Freddie moved his tongue around over his teeth to make sure.

“No, I guess I didn’t,” he answered. “But I’ll go up to the house and wash, Mother, and put on other clothes, and then I can help pick more peaches, can’t I?”

“I guess you’d better stay on the ground or on a box which isn’t so high as the ladder, and then you won’t fall next time,” suggested Mr. Watson, with a laugh.

“Did he do any damage?” asked Mr. Bobbsey, who came up from another part of the orchard in time to see Nan leading her small brother back to the house to help him change his clothes.
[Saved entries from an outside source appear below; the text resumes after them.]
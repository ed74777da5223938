use std::fmt::Write;

use crate::audio::domain::transcript::Transcription;
use crate::format::domain::transcript_formatter::TranscriptFormatter;
use crate::format::infrastructure::timestamp::srt_timestamp;

/// Renders SubRip: 1-based index, `HH:MM:SS,mmm --> HH:MM:SS,mmm`,
/// text, blank-line separated.
pub struct SrtFormatter;

impl TranscriptFormatter for SrtFormatter {
    fn format(&self, transcription: &Transcription) -> Result<String, Box<dyn std::error::Error>> {
        let mut out = String::new();
        for (index, segment) in transcription.segments.iter().enumerate() {
            writeln!(out, "{}", index + 1)?;
            writeln!(
                out,
                "{} --> {}",
                srt_timestamp(segment.start_time),
                srt_timestamp(segment.end_time)
            )?;
            writeln!(out, "{}", segment.text.trim())?;
            writeln!(out)?;
        }
        Ok(out)
    }
}
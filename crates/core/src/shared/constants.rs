/// Sample rate the Whisper models expect.
pub const WHISPER_SAMPLE_RATE: u32 = 16000;

/// whisper.cpp ggml weights mirror; file names come from `ModelSize`.
pub const WHISPER_MODEL_BASE_URL: &str =
    "https://huggingface.co/ggerganov/whisper.cpp/resolve/main";

pub const VIDEO_EXTENSIONS: &[&str] = &["mp4", "avi", "mkv", "mov", "wmv", "flv", "webm", "m4v"];

/// Marker wrapped around the base64 result line on stdout so a parent
/// process can locate it among interleaved progress/log lines.
pub const RESULT_DELIMITER: &str = "===TRANSCRIPTION_RESULT_B64===";

/// Default directory (relative to cwd) for batch-mode transcripts.
pub const TRANSCRIPTIONS_DIR: &str = "transcriptions";
/// Decoded audio: interleaved PCM samples normalized to [-1.0, 1.0].
#[derive(Clone, Debug)]
pub struct AudioSegment {
    samples: Vec<f32>,
    sample_rate: u32,
    channels: u16,
}

impl AudioSegment {
    pub fn new(samples: Vec<f32>, sample_rate: u32, channels: u16) -> Self {
        Self {
            samples,
            sample_rate,
            channels,
        }
    }

    pub fn samples(&self) -> &[f32] {
        &self.samples
    }

    pub fn sample_rate(&self) -> u32 {
        self.sample_rate
    }

    pub fn channels(&self) -> u16 {
        self.channels
    }

    pub fn is_empty(&self) -> bool {
        self.samples.is_empty()
    }

    /// Wall-clock length of the audio in seconds.
    pub fn duration(&self) -> f64 {
        self.samples.len() as f64 / (self.sample_rate as f64 * self.channels as f64)
    }
}
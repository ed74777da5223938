/// Format seconds as `HH:MM:SS<sep>mmm`, truncating sub-millisecond
/// precision. SubRip uses `,` as the separator, WebVTT uses `.`.
pub fn format_timestamp(seconds: f64, separator: char) -> String {
    let seconds = seconds.max(0.0);
    let hours = (seconds / 3600.0) as u64;
    let minutes = ((seconds % 3600.0) / 60.0) as u64;
    let secs = (seconds % 60.0) as u64;
    let millis = ((seconds % 1.0) * 1000.0) as u64;
    format!("{hours:02}:{minutes:02}:{secs:02}{separator}{millis:03}")
}

pub fn srt_timestamp(seconds: f64) -> String {
    format_timestamp(seconds, ',')
}

pub fn vtt_timestamp(seconds: f64) -> String {
    format_timestamp(seconds, '.')
}
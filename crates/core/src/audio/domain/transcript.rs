use serde::{Deserialize, Serialize};

/// A timed span of transcript text, offsets in seconds.
#[derive(Clone, Debug, PartialEq, Serialize, Deserialize)]
pub struct TranscriptSegment {
    #[serde(rename = "start")]
    pub start_time: f64,
    #[serde(rename = "end")]
    pub end_time: f64,
    pub text: String,
}

impl TranscriptSegment {
    pub fn duration(&self) -> f64 {
        self.end_time - self.start_time
    }
}

/// Complete output of one recognition run.
#[derive(Clone, Debug, PartialEq, Serialize, Deserialize)]
pub struct Transcription {
    pub text: String,
    pub language: String,
    pub segments: Vec<TranscriptSegment>,
    /// Wall-clock length of the source audio in seconds.
    pub audio_duration: f64,
}

impl Transcription {
    /// True when the run produced no usable text.
    pub fn is_empty(&self) -> bool {
        self.text.trim().is_empty()
    }
}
“No damage at all. He fell in the soft peaches that are going to the factory where they will be made into peach butter,” answered the farmer. “For canned peaches, either in halves or slices, the canning factory, of course, uses only good, sound fruit. But the soft ones, when they aren’t actually rotten, can be made up into peach butter, and very good it is, too. No, Freddie didn’t do any harm.”

The work of gathering the peaches was in full swing now, for it was the time to gather the best of the crop and sell while the prices were high.

“Where do you sell your fruit?” asked Mr. Bobbsey of the farmer when Freddie had returned to the orchard.

“Over in Hitchville,” was the answer. “There’s a peach market there, where the wholesale buyers come and buy them by the truck load. I’ll have about two loads ready to go in to-morrow.”

“Could we go with you and see how they sell peaches?” asked Bert, who hoped, when he grew up, to become a business man like his father.

“Yes, you children can ride on the truck if you like,” the farmer said. “But you’d be more comfortable going in your own car. The trucks are big and heavy and aren’t easy riding.”